• INSTRUCTIONS FOR THE TASK
From the data, copy out every line in which the word "count" appears.

Collection entries:
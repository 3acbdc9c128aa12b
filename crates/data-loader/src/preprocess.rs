//! Preprocessor: derive numeric rating, cost and votes for every record.
//!
//! The raw dataset is borrowed, never modified; the output is a new
//! `PreprocessedDataset` with the same header and the same rows in the same
//! order, each carrying its derived values alongside the original text.

use crate::config::ColumnConfig;
use crate::normalize::{parse_cost, parse_rating, parse_votes};
use crate::types::{Dataset, PreprocessedDataset, PreprocessedRecord, RawRecord};
use tracing::{debug, warn};

/// Preprocess a raw dataset.
///
/// Missing columns are not an error. Without a cost column every
/// `cost_value` is `None`; the same goes for rating. Without a votes column
/// every `votes_value` is 0.
pub fn preprocess(dataset: &Dataset, columns: &ColumnConfig) -> PreprocessedDataset {
    let rating_idx = dataset.column_index(&columns.rating);
    let cost_idx = dataset.column_index(&columns.cost);
    let votes_idx = dataset.column_index(&columns.votes);

    if cost_idx.is_none() {
        warn!(column = %columns.cost, "Cost column missing; all costs treated as unknown");
    }
    if rating_idx.is_none() {
        debug!(column = %columns.rating, "Rating column missing");
    }

    let records: Vec<PreprocessedRecord> = dataset
        .records()
        .iter()
        .map(|raw| derive_record(raw, rating_idx, cost_idx, votes_idx))
        .collect();

    let with_cost = records.iter().filter(|r| r.cost_value.is_some()).count();
    let with_rating = records.iter().filter(|r| r.rating_value.is_some()).count();
    debug!(
        "Preprocessed {} records ({} with cost, {} with rating)",
        records.len(),
        with_cost,
        with_rating
    );

    PreprocessedDataset::with_records(dataset.columns().to_vec(), records)
}

fn derive_record(
    raw: &RawRecord,
    rating_idx: Option<usize>,
    cost_idx: Option<usize>,
    votes_idx: Option<usize>,
) -> PreprocessedRecord {
    PreprocessedRecord {
        raw: raw.clone(),
        rating_value: parse_rating(cell(raw, rating_idx)),
        cost_value: parse_cost(cell(raw, cost_idx)),
        votes_value: parse_votes(cell(raw, votes_idx)),
    }
}

fn cell(raw: &RawRecord, idx: Option<usize>) -> Option<&str> {
    idx.and_then(|i| raw.get(i))
}
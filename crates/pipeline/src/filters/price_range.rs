//! Filter to the user's budget.
//!
//! Keeps records whose derived cost lies in `[price_min, price_max]`, both
//! ends inclusive. With no minimum only the upper bound applies.

use crate::query::UserQuery;
use crate::traits::Filter;
use data_loader::PreprocessedRecord;

/// Removes records outside the query's price bounds.
///
/// A record whose cost could not be derived is never within budget.
#[derive(Debug, Clone, Copy, Default)]
pub struct PriceRangeFilter;

impl PriceRangeFilter {
    fn accepts(cost: f64, query: &UserQuery) -> bool {
        cost <= query.price_max() && query.price_min().is_none_or(|min| cost >= min)
    }
}

impl Filter for PriceRangeFilter {
    fn name(&self) -> &str {
        "PriceRangeFilter"
    }

    fn apply<'a>(
        &self,
        records: Vec<&'a PreprocessedRecord>,
        query: &UserQuery,
    ) -> Vec<&'a PreprocessedRecord> {
        records
            .into_iter()
            .filter(|record| {
                record
                    .cost_value
                    .is_some_and(|cost| Self::accepts(cost, query))
            })
            .collect()
    }
}

#[cfg(test)]
mod tests {
    use super::*;
    use data_loader::RawRecord;

    fn record(cost: Option<f64>) -> PreprocessedRecord {
        PreprocessedRecord {
            raw: RawRecord::new(vec![]),
            rating_value: None,
            cost_value: cost,
            votes_value: 0,
        }
    }

    fn costs(records: &[&PreprocessedRecord]) -> Vec<Option<f64>> {
        records.iter().map(|r| r.cost_value).collect()
    }

    #[test]
    fn test_max_only() {
        let records = [record(Some(400.0)), record(Some(600.0)), record(Some(601.0))];
        let query = UserQuery::new("x", 600.0, None).unwrap();

        let filtered = PriceRangeFilter.apply(records.iter().collect(), &query);
        assert_eq!(costs(&filtered), vec![Some(400.0), Some(600.0)]);
    }

    #[test]
    fn test_inclusive_range() {
        let records = [
            record(Some(299.0)),
            record(Some(300.0)),
            record(Some(800.0)),
            record(Some(801.0)),
        ];
        let query = UserQuery::new("x", 800.0, Some(300.0)).unwrap();

        let filtered = PriceRangeFilter.apply(records.iter().collect(), &query);
        assert_eq!(costs(&filtered), vec![Some(300.0), Some(800.0)]);
    }

    #[test]
    fn test_unknown_cost_excluded() {
        let records = [record(None), record(Some(100.0))];
        let query = UserQuery::new("x", 1_000_000.0, Some(0.0)).unwrap();

        let filtered = PriceRangeFilter.apply(records.iter().collect(), &query);
        assert_eq!(costs(&filtered), vec![Some(100.0)]);
    }
}
//! End-to-end pipeline runs: acquire, preprocess, filter.
//!
//! ## Algorithm
//! 1. Ask the `DatasetSource` for the raw dataset (network, cache, whatever
//!    it does is its own business)
//! 2. Preprocess it into derived ratings, costs and votes
//! 3. Keep records in the query city whose cost fits the budget
//!
//! The filter step works on borrowed records; `run_pipeline` copies the
//! survivors out so the caller gets a standalone dataset.

use crate::filter_pipeline::FilterPipeline;
use crate::query::{AllowedCities, UserQuery};
use anyhow::{Context, Result};
use data_loader::{ColumnConfig, Dataset, PreprocessedDataset, PreprocessedRecord, preprocess};
use sources::DatasetSource;
use tracing::{info, instrument};

/// Filter a preprocessed dataset to the query's city and budget.
///
/// Returns references into `dataset`, in dataset order. An empty result is a
/// normal outcome, not an error.
pub fn filter_by_city_and_price<'a>(
    dataset: &'a PreprocessedDataset,
    query: &UserQuery,
    columns: &ColumnConfig,
) -> Vec<&'a PreprocessedRecord> {
    FilterPipeline::city_and_price(dataset, columns).apply(dataset.records().iter().collect(), query)
}

/// Load the raw dataset from a source and preprocess it.
pub fn load_and_preprocess(
    source: &impl DatasetSource,
    columns: &ColumnConfig,
) -> Result<PreprocessedDataset> {
    let raw = source
        .load()
        .with_context(|| format!("Failed to load dataset from {}", source.name()))?;
    info!("Loaded {} raw records from {}", raw.len(), source.name());
    Ok(preprocess(&raw, columns))
}

/// Load, preprocess and filter in one go.
#[instrument(skip_all, fields(city = %query.city(), max = query.price_max()))]
pub fn run_pipeline(
    source: &impl DatasetSource,
    columns: &ColumnConfig,
    query: &UserQuery,
) -> Result<PreprocessedDataset> {
    let dataset = load_and_preprocess(source, columns)?;
    let matches: Vec<PreprocessedRecord> = filter_by_city_and_price(&dataset, query, columns)
        .into_iter()
        .cloned()
        .collect();
    info!("{} of {} records match", matches.len(), dataset.len());

    Ok(PreprocessedDataset::with_records(dataset.columns().to_vec(), matches))
}

/// The distinct cities a raw dataset lists, for city validation.
///
/// Empty when the dataset has no city column.
pub fn allowed_cities(dataset: &Dataset, columns: &ColumnConfig) -> AllowedCities {
    match dataset.column_index(&columns.city) {
        Some(idx) => dataset.records().iter().filter_map(|r| r.get(idx)).collect(),
        None => AllowedCities::default(),
    }
}
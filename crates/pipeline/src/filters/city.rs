//! Filter to the user's city.
//!
//! Matching is exact after trimming and case-folding both sides, so
//! "Bangalore" matches " bangalore " but not "Bangalore North".

use crate::query::UserQuery;
use crate::traits::Filter;
use data_loader::{ColumnConfig, PreprocessedDataset, PreprocessedRecord};
use tracing::warn;

/// Keeps records whose city cell equals the query city.
///
/// Records with a missing city cell never match. If the dataset has no
/// city column at all, nothing matches.
#[derive(Debug, Clone, Copy)]
pub struct CityFilter {
    city_column: Option<usize>,
}

impl CityFilter {
    /// Create a filter reading the city from the given column position.
    pub fn new(city_column: Option<usize>) -> Self {
        Self { city_column }
    }

    /// Create a filter for a dataset, resolving the configured city column.
    pub fn for_dataset(dataset: &PreprocessedDataset, columns: &ColumnConfig) -> Self {
        let city_column = dataset.column_index(&columns.city);
        if city_column.is_none() {
            warn!(column = %columns.city, "City column missing; no record can match");
        }
        Self::new(city_column)
    }
}

impl Filter for CityFilter {
    fn name(&self) -> &str {
        "CityFilter"
    }

    fn apply<'a>(
        &self,
        records: Vec<&'a PreprocessedRecord>,
        query: &UserQuery,
    ) -> Vec<&'a PreprocessedRecord> {
        let Some(column) = self.city_column else {
            return Vec::new();
        };
        let wanted = query.normalized_city();

        records
            .into_iter()
            .filter(|record| {
                record
                    .text(column)
                    .is_some_and(|city| city.trim().to_lowercase() == wanted)
            })
            .collect()
    }
}

#[cfg(test)]
mod tests {
    use super::*;
    use data_loader::RawRecord;

    fn record(city: Option<&str>) -> PreprocessedRecord {
        PreprocessedRecord {
            raw: RawRecord::new(vec![Some("Some Place".to_string()), city.map(String::from)]),
            rating_value: None,
            cost_value: Some(500.0),
            votes_value: 0,
        }
    }

    #[test]
    fn test_case_and_whitespace_insensitive() {
        let records = [
            record(Some("Bangalore")),
            record(Some("  BANGALORE ")),
            record(Some("Bangalore North")),
            record(None),
        ];
        let query = UserQuery::new("bangalore", 1000.0, None).unwrap();

        let filtered = CityFilter::new(Some(1)).apply(records.iter().collect(), &query);

        assert_eq!(filtered.len(), 2);
        assert!(std::ptr::eq(filtered[0], &records[0]));
        assert!(std::ptr::eq(filtered[1], &records[1]));
    }

    #[test]
    fn test_missing_city_column_matches_nothing() {
        let records = [record(Some("Bangalore"))];
        let query = UserQuery::new("Bangalore", 1000.0, None).unwrap();

        let filtered = CityFilter::new(None).apply(records.iter().collect(), &query);
        assert!(filtered.is_empty());
    }
}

• THE COMPLETED TASK
    let with_cost = records.iter().filter(|r| r.cost_value.is_some()).count();
    let with_rating = records.iter().filter(|r| r.rating_value.is_some()).count();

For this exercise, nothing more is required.